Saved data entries

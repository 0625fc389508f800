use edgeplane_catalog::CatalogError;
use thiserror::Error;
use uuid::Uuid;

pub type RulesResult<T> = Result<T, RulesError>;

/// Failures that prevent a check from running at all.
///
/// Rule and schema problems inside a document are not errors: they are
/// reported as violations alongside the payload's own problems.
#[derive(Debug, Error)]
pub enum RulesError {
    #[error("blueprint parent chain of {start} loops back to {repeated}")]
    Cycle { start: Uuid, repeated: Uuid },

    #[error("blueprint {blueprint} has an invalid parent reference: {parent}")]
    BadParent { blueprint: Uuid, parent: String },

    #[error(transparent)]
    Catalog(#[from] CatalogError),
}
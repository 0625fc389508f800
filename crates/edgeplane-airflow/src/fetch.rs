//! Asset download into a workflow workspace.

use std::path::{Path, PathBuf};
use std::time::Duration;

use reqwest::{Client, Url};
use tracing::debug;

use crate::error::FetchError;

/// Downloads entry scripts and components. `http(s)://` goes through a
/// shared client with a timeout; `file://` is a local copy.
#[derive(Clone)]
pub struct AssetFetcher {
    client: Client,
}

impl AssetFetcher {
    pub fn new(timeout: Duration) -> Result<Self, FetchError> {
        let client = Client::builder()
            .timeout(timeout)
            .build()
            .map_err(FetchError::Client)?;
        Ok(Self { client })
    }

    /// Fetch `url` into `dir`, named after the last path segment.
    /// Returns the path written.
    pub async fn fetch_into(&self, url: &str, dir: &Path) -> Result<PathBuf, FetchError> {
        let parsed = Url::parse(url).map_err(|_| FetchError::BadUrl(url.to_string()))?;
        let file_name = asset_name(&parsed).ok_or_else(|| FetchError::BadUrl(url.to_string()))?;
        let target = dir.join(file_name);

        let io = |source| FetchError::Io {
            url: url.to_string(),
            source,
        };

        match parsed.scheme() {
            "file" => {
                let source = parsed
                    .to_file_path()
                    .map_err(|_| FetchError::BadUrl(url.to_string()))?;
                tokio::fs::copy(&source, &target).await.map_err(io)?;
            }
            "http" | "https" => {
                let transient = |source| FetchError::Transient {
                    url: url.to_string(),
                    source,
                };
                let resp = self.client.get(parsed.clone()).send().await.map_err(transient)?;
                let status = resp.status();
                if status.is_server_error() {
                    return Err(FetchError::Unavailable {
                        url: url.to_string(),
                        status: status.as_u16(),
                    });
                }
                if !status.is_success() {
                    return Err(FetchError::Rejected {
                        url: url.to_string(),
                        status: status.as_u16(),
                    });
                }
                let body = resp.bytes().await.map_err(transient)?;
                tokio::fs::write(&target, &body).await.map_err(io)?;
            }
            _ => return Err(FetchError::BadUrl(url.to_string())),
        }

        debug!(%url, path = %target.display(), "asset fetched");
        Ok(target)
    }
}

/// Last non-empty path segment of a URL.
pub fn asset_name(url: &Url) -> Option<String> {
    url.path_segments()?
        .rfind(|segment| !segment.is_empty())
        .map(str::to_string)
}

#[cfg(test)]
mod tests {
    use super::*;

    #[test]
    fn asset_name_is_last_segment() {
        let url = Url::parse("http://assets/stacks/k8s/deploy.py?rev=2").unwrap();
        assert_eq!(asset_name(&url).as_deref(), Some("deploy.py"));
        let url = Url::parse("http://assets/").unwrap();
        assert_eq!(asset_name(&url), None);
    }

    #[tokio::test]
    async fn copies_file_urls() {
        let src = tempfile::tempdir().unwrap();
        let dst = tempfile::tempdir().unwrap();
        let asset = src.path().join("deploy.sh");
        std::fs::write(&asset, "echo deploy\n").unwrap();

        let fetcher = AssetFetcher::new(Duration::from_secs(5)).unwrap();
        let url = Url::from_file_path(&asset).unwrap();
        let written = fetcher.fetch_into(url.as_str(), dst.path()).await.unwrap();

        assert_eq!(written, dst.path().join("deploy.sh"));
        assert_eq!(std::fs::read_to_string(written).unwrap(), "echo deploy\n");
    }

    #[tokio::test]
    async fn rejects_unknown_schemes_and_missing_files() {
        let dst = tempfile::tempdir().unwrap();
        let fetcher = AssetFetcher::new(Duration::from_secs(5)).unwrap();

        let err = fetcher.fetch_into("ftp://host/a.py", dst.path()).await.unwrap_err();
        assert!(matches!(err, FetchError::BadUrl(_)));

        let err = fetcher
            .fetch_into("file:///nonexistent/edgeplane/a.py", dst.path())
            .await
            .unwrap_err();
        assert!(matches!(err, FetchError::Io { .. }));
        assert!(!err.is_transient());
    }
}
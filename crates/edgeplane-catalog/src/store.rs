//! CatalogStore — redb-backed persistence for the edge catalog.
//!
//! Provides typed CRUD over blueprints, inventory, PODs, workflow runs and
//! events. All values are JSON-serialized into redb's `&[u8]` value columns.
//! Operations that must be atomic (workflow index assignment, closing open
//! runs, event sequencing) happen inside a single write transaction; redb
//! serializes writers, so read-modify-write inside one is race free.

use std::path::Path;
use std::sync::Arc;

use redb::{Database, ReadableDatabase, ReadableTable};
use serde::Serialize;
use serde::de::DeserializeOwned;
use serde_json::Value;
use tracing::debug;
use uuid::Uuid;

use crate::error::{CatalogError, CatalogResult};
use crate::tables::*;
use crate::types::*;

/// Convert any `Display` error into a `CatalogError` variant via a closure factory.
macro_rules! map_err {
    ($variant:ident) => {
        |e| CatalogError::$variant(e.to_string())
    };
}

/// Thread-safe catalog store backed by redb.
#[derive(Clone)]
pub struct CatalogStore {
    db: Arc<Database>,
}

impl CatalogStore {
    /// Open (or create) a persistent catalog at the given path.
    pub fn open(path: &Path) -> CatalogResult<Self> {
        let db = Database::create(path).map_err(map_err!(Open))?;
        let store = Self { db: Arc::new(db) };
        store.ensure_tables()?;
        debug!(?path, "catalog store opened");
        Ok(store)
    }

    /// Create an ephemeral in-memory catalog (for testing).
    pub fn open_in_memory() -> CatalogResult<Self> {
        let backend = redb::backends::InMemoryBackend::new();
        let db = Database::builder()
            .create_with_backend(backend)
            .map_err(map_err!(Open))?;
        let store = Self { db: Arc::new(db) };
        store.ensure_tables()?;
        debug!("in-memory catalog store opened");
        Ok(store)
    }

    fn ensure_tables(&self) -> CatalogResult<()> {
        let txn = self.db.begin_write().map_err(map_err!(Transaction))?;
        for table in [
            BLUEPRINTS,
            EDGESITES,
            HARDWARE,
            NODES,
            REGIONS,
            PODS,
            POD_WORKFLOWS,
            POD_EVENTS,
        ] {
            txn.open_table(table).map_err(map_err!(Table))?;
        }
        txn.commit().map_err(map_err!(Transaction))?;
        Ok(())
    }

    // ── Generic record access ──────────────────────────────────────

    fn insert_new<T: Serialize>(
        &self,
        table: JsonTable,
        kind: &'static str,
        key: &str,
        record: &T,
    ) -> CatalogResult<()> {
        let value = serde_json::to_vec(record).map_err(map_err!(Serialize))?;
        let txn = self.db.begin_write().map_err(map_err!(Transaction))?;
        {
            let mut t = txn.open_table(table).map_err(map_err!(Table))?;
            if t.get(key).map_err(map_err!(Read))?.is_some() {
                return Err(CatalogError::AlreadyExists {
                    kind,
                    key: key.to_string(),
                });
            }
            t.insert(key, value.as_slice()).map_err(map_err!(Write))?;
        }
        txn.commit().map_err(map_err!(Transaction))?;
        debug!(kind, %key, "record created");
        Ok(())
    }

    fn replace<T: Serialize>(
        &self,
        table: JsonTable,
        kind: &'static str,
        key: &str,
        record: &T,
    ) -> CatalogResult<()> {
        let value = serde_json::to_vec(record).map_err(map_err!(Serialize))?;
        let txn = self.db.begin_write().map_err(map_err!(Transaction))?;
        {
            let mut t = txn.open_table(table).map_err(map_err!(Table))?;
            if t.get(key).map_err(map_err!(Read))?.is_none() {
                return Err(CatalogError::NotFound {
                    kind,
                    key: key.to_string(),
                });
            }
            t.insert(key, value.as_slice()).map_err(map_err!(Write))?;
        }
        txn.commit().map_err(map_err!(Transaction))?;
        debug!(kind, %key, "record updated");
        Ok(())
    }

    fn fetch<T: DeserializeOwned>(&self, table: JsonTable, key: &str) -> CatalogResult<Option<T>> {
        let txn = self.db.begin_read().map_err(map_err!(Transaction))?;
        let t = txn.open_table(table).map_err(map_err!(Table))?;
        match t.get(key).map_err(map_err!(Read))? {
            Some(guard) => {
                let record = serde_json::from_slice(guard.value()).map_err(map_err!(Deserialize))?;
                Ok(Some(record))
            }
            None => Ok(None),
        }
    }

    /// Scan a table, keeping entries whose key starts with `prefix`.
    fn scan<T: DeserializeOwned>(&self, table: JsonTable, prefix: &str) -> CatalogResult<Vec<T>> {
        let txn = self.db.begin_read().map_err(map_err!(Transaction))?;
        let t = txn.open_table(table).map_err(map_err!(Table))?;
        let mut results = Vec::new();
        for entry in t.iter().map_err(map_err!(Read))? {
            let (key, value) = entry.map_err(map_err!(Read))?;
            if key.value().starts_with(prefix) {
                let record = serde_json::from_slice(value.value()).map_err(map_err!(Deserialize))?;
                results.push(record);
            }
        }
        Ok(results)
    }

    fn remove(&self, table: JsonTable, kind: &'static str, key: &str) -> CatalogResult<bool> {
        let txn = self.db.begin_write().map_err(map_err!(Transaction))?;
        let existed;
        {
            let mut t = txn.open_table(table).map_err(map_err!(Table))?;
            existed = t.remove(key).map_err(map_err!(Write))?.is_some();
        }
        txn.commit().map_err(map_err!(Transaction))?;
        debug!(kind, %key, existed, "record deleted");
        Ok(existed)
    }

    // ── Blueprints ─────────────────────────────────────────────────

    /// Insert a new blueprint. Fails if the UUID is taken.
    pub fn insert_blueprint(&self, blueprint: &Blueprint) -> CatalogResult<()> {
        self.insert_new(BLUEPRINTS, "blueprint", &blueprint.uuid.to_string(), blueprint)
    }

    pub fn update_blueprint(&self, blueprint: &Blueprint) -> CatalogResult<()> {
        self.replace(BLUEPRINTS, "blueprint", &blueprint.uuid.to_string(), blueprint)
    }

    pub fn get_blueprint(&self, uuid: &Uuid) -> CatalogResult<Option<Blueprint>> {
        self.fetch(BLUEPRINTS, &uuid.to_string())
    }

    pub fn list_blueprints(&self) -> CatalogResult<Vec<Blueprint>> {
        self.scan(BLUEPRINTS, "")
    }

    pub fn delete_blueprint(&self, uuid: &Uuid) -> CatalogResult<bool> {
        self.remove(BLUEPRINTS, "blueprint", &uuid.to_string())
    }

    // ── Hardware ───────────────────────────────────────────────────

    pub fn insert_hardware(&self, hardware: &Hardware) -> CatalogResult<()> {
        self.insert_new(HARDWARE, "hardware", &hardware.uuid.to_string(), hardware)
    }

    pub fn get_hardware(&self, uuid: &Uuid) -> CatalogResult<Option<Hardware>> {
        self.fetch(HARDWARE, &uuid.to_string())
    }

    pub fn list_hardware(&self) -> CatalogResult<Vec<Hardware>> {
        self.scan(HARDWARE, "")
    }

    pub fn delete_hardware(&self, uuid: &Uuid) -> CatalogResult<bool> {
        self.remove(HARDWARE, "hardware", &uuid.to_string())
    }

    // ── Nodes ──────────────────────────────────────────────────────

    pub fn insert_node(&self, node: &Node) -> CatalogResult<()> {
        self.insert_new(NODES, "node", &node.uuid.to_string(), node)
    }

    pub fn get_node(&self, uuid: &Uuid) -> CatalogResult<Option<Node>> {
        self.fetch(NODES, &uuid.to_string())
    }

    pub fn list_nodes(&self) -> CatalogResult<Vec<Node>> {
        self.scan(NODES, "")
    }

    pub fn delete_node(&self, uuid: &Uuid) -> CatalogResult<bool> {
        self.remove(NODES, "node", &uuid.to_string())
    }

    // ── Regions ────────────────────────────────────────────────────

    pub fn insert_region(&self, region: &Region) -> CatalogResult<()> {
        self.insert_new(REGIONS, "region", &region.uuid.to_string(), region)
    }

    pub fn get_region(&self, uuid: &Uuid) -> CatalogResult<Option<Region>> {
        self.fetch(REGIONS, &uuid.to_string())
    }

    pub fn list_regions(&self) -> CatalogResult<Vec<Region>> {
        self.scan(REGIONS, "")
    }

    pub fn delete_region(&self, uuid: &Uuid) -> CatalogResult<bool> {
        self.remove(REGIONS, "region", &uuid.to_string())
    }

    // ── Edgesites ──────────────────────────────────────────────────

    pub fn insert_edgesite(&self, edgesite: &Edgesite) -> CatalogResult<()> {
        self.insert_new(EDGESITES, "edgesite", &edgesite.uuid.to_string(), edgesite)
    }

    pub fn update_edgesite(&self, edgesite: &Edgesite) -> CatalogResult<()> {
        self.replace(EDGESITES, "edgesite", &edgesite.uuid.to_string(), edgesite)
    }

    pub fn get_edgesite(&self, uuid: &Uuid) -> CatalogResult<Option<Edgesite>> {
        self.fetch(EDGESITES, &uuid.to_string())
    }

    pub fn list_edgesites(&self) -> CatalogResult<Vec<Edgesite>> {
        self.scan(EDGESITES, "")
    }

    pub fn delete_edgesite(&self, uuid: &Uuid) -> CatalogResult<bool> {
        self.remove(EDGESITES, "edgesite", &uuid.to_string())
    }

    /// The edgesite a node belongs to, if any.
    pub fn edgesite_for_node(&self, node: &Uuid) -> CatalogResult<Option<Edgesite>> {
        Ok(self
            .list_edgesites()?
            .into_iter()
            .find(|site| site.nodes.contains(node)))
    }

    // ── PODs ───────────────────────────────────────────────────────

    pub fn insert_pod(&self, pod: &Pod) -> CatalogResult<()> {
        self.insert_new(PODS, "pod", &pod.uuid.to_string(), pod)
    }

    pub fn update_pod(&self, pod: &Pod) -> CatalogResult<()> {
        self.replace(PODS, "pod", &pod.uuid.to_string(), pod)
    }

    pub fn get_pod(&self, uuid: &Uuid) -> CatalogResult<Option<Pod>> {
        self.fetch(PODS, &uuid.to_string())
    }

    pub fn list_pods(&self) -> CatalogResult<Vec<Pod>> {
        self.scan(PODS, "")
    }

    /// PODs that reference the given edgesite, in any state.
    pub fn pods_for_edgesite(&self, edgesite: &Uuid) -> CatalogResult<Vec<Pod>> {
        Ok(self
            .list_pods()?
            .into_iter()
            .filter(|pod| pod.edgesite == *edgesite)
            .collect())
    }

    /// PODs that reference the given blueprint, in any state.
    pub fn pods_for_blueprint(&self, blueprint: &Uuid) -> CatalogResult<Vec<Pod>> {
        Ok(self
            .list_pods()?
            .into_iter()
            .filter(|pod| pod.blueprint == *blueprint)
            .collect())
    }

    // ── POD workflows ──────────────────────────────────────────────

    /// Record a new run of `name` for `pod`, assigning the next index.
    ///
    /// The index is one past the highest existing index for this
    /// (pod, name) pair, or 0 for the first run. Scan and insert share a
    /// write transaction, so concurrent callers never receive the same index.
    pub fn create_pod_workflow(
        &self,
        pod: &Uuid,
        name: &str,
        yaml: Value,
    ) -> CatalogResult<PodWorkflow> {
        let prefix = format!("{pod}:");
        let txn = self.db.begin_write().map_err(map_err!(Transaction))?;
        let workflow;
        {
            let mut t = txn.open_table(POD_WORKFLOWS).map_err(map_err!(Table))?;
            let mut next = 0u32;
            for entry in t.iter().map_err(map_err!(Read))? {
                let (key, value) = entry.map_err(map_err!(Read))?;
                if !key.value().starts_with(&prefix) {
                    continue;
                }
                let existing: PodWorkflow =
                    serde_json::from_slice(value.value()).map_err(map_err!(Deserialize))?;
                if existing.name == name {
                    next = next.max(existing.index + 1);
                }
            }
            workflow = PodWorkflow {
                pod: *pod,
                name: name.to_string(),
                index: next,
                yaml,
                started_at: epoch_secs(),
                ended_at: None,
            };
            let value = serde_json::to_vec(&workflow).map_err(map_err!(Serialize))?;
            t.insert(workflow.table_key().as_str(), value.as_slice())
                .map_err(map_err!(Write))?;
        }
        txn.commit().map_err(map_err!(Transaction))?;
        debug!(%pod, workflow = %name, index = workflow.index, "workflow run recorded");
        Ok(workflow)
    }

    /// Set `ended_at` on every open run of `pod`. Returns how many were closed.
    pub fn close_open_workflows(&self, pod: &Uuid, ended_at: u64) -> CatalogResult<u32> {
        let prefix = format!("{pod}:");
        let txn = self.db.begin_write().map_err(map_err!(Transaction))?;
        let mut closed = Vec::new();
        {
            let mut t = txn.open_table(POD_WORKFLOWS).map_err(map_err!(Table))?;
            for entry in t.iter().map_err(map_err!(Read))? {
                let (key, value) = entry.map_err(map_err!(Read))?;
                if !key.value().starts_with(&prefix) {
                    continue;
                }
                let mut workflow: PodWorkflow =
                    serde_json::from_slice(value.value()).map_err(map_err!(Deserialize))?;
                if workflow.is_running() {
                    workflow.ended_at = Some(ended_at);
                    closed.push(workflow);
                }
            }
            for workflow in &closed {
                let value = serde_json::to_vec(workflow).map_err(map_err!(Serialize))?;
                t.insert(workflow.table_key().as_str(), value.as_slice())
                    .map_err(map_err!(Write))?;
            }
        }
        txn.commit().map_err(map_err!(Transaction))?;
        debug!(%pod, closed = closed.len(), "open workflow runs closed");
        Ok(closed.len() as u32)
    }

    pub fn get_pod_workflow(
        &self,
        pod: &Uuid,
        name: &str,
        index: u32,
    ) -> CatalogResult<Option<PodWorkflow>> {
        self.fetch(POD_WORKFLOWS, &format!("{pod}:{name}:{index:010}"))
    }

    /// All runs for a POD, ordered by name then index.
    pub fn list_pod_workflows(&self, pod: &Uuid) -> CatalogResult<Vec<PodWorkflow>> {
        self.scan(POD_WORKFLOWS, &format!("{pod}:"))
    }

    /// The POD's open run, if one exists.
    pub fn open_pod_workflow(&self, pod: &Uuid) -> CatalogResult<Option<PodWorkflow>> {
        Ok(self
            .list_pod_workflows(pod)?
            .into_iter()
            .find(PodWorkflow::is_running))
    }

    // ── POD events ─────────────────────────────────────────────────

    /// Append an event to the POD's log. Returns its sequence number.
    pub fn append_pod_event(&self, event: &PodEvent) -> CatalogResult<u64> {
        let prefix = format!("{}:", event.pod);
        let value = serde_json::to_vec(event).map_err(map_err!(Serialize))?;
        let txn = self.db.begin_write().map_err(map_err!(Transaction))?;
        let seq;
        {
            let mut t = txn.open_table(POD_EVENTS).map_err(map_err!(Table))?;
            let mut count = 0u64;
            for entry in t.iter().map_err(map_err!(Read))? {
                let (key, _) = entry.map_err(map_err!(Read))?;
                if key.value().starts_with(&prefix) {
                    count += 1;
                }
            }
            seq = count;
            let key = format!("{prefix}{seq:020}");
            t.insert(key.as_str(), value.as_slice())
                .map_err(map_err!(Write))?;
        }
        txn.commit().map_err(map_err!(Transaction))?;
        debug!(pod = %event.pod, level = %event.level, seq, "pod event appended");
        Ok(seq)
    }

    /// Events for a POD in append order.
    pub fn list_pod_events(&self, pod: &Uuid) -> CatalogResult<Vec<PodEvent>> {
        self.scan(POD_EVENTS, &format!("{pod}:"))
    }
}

# Task brief
A faithful copy of the lines from the line containing "in append order." to the end of the data should be set down, both ends included, and nothing more.

# Response to this exercise
    /// Events for a POD in append order.
    pub fn list_pod_events(&self, pod: &Uuid) -> CatalogResult<Vec<PodEvent>> {
        self.scan(POD_EVENTS, &format!("{pod}:"))
    }
}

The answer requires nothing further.